Saya “seruput” secangkir kopi hitam sambil memikirkan persoalan pernikahan yang membuat kepala saya ini jadi terasa “penuh dengan lebah”. Kalau saya lihat pada kenyataan yang ada, setiap hari ada saja pasangan yang saling mengikatkan diri dalam sebuah pernikahan dan berakhir dengan kata cerai. Dimulai dari dua orang yang saling mencintai dan ingin bersumpah sehidup-semati, hidup bersama baik dalam keadaan senang maupun susah dan mereka menikah. Pada awal pernikahan semua tampak berjalan dengan sangat mulus maka terpikir untuk membuat beberapa rencana, memiliki momongan, menabung untuk cicilan rumah, dan bla bla bla. Pada tahun-tahun berikutnya beberapa rencana sudah terlaksana, anak yang lucu serta rumah yang nyaman dan pelan-pelan mulai muncul percekcokan kecil, mulai dari peran suami yang mencari nafkah dan istri mengurus anak, yang mana pada masa ini ego mulai mengambil alih kesadaran mereka sebagai sepasang suami-istri dan orang tua. Sampai ke permasalahan nafkah, baik lahir maupun bathin. Suami yang mati-matian bekerja untuk memenuhi kebutuhan istri dan anaknya sampai kehabisan waktu dan tenaga untuk memenuhi “tanggung jawab”nya sebagai suami terhadap istri, sehingga kecurigaan sang istri kalau suaminya diam-diam memiliki “tanggungan” lain di luar rumah.

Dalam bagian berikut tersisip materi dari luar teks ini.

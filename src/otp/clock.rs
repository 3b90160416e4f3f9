//! Time sources for TOTP.

use chrono::{DateTime, Utc};

/// Source of the current instant
pub trait Clock {
    /// Current time
    fn now(&self) -> DateTime<Utc>;
}

/// Wall clock
#[derive(Debug, Clone, Copy, Default)]
pub struct SystemClock;

impl Clock for SystemClock {
    fn now(&self) -> DateTime<Utc> {
        Utc::now()
    }
}

/// Clock stopped at one instant
#[derive(Debug, Clone, Copy, PartialEq, Eq)]
pub struct FixedClock(pub DateTime<Utc>);

impl Clock for FixedClock {
    fn now(&self) -> DateTime<Utc> {
        self.0
    }
}

impl<C: Clock + ?Sized> Clock for &C {
    fn now(&self) -> DateTime<Utc> {
        (**self).now()
    }
}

Yang cukup menggelikan buat saya adalah kebanyakan dari permasalahan yang muncul dalam kehidupan pernikahan itu hanyalah masalah kecil yang sering kali dibesar-besarkan hanya karena ego dari masing-masing pasangan yang akhirnya menciptakan pikiran-pikiran negatif dalam diri mereka masing-masing. Banyak sekali pertengkaran dalam pernikahan bermula dari persepsi dangkal yang justru berawal dari dalam diri masing-masing.

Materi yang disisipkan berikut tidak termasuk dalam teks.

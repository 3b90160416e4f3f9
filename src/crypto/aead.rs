//! AEAD schemes: AES-128-GCM and ChaCha20-Poly1305.
//!
//! Output format: `nonce || ciphertext || tag`. A fresh nonce is drawn from
//! the secure random source for every encryption; associated data is empty.

use aes_gcm::aead::consts::{U12, U3};
use aes_gcm::aead::{Aead, KeyInit, Nonce};
use aes_gcm::aes::Aes128;
use aes_gcm::AesGcm;
use chacha20poly1305::ChaCha20Poly1305;

use super::error::{CipherError, CryptoError};
use super::keyring::{KeyAlgorithm, KeyError, KeyMaterial};
use super::random;
use super::{
    AES128_KEY_SIZE, CHACHA_KEY_SIZE, CHACHA_TAG_SIZE, GCM_TAG_SIZE, LEGACY_NONCE_SIZE, NONCE_SIZE,
};

/// AES-128-GCM, 96-bit nonce, 96-bit tag
type Aes128Gcm = AesGcm<Aes128, U12, U12>;

/// AES-128-GCM, 24-bit nonce, 96-bit tag
type Aes128GcmLegacy = AesGcm<Aes128, U3, U12>;

/// AEAD primitive
#[derive(Debug, Clone, Copy, PartialEq, Eq)]
pub enum AeadAlgorithm {
    /// AES-128 in Galois/Counter mode
    Aes128Gcm,
    /// ChaCha20 with Poly1305
    ChaCha20Poly1305,
}

/// Nonce length for AES-GCM
#[derive(Debug, Clone, Copy, PartialEq, Eq, Default)]
pub enum NonceLength {
    /// 12 bytes
    #[default]
    Standard,
    /// 3 bytes, for data written by older deployments. Collisions become
    /// likely after a few thousand messages under one key.
    Legacy,
}

impl NonceLength {
    /// Length in bytes
    pub fn len(&self) -> usize {
        match self {
            NonceLength::Standard => NONCE_SIZE,
            NonceLength::Legacy => LEGACY_NONCE_SIZE,
        }
    }
}

/// AEAD cipher bound to one key
#[derive(Debug, Clone)]
pub struct AeadCipher {
    algorithm: AeadAlgorithm,
    nonce_length: NonceLength,
    /// Key material (16 bytes for AES, 32 for ChaCha20)
    key: KeyMaterial,
}

impl AeadCipher {
    /// Create a new AEAD cipher with a standard 12-byte nonce
    pub fn new(algorithm: AeadAlgorithm, key: KeyMaterial) -> Result<Self, CryptoError> {
        match algorithm {
            AeadAlgorithm::Aes128Gcm => {
                key.require(KeyAlgorithm::Aes, "AES-128-GCM", AES128_KEY_SIZE)?;
            }
            AeadAlgorithm::ChaCha20Poly1305 => {
                key.require(KeyAlgorithm::ChaCha20, "ChaCha20-Poly1305", CHACHA_KEY_SIZE)?;
            }
        }
        Ok(Self {
            algorithm,
            nonce_length: NonceLength::Standard,
            key,
        })
    }

    /// Switch nonce length. Only AES-GCM supports the legacy length.
    pub fn with_nonce_length(mut self, nonce_length: NonceLength) -> Result<Self, CryptoError> {
        if self.algorithm == AeadAlgorithm::ChaCha20Poly1305
            && nonce_length != NonceLength::Standard
        {
            return Err(CipherError::InvalidNonce {
                expected: NONCE_SIZE,
                actual: nonce_length.len(),
            }
            .into());
        }
        self.nonce_length = nonce_length;
        Ok(self)
    }

    /// AEAD primitive in use
    pub fn algorithm(&self) -> AeadAlgorithm {
        self.algorithm
    }

    /// Nonce length in bytes
    pub fn nonce_len(&self) -> usize {
        self.nonce_length.len()
    }

    /// Tag length in bytes
    pub fn tag_len(&self) -> usize {
        match self.algorithm {
            AeadAlgorithm::Aes128Gcm => GCM_TAG_SIZE,
            AeadAlgorithm::ChaCha20Poly1305 => CHACHA_TAG_SIZE,
        }
    }

    /// Encrypt with a fresh random nonce
    ///
    /// Returns: nonce || ciphertext || tag
    pub fn encrypt(&self, plaintext: &[u8]) -> Result<Vec<u8>, CryptoError> {
        let nonce = random::secure_random_bytes(self.nonce_len())?;
        self.encrypt_with_nonce(plaintext, &nonce)
    }

    /// Encrypt with a caller-chosen nonce. The nonce must never repeat under
    /// the same key.
    pub fn encrypt_with_nonce(
        &self,
        plaintext: &[u8],
        nonce: &[u8],
    ) -> Result<Vec<u8>, CryptoError> {
        if nonce.len() != self.nonce_len() {
            return Err(CipherError::InvalidNonce {
                expected: self.nonce_len(),
                actual: nonce.len(),
            }
            .into());
        }

        let key = self.key.as_bytes();
        let sealed = match (self.algorithm, self.nonce_length) {
            (AeadAlgorithm::Aes128Gcm, NonceLength::Standard) => {
                seal::<Aes128Gcm>(key, nonce, plaintext)?
            }
            (AeadAlgorithm::Aes128Gcm, NonceLength::Legacy) => {
                seal::<Aes128GcmLegacy>(key, nonce, plaintext)?
            }
            (AeadAlgorithm::ChaCha20Poly1305, _) => {
                seal::<ChaCha20Poly1305>(key, nonce, plaintext)?
            }
        };

        // Output format: nonce || ciphertext (includes auth tag)
        let mut result = Vec::with_capacity(nonce.len() + sealed.len());
        result.extend_from_slice(nonce);
        result.extend_from_slice(&sealed);
        Ok(result)
    }

    /// Decrypt `nonce || ciphertext || tag`
    pub fn decrypt(&self, ciphertext_with_nonce: &[u8]) -> Result<Vec<u8>, CryptoError> {
        let min = self.nonce_len() + self.tag_len();
        if ciphertext_with_nonce.len() < min {
            return Err(CipherError::DataTooShort {
                min,
                actual: ciphertext_with_nonce.len(),
            }
            .into());
        }

        let (nonce, sealed) = ciphertext_with_nonce.split_at(self.nonce_len());
        let key = self.key.as_bytes();
        let plaintext = match (self.algorithm, self.nonce_length) {
            (AeadAlgorithm::Aes128Gcm, NonceLength::Standard) => {
                open::<Aes128Gcm>(key, nonce, sealed)
            }
            (AeadAlgorithm::Aes128Gcm, NonceLength::Legacy) => {
                open::<Aes128GcmLegacy>(key, nonce, sealed)
            }
            (AeadAlgorithm::ChaCha20Poly1305, _) => open::<ChaCha20Poly1305>(key, nonce, sealed),
        };

        if plaintext.is_err() {
            tracing::debug!(algorithm = ?self.algorithm, "AEAD tag verification failed");
        }
        plaintext
    }
}

fn seal<C: Aead + KeyInit>(
    key: &[u8],
    nonce: &[u8],
    plaintext: &[u8],
) -> Result<Vec<u8>, CryptoError> {
    let cipher = C::new_from_slice(key).map_err(|_| KeyError::InvalidLength {
        algorithm: "AEAD",
        expected: C::key_size(),
        actual: key.len(),
    })?;
    cipher
        .encrypt(Nonce::<C>::from_slice(nonce), plaintext)
        .map_err(|e| CipherError::EncryptionFailed(e.to_string()).into())
}

fn open<C: Aead + KeyInit>(
    key: &[u8],
    nonce: &[u8],
    sealed: &[u8],
) -> Result<Vec<u8>, CryptoError> {
    let cipher = C::new_from_slice(key).map_err(|_| KeyError::InvalidLength {
        algorithm: "AEAD",
        expected: C::key_size(),
        actual: key.len(),
    })?;
    cipher
        .decrypt(Nonce::<C>::from_slice(nonce), sealed)
        .map_err(|_| CipherError::AuthenticationFailed.into())
}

Seandainya setiap pasangan saling memahami kondisi dan keadaan dari pasangannya, tentunya keharmonisan dalam pernikahan akan jauh lebih mudah untuk diwujudkan. Bukankah akan lebih memberikan kebaikan bagi setiap pasangan yang sudah atau mau menikah? Ya, meskipun pastinya hal ini akan membawa keburukan bagi para pengacara perceraian.



Bagaimana menurut Anda semua setelah membaca tulisan saya yang sepertinya “gak penting” ini? Ada yang punya pendapat yang lebih “gak penting” dari pendapat saya ini?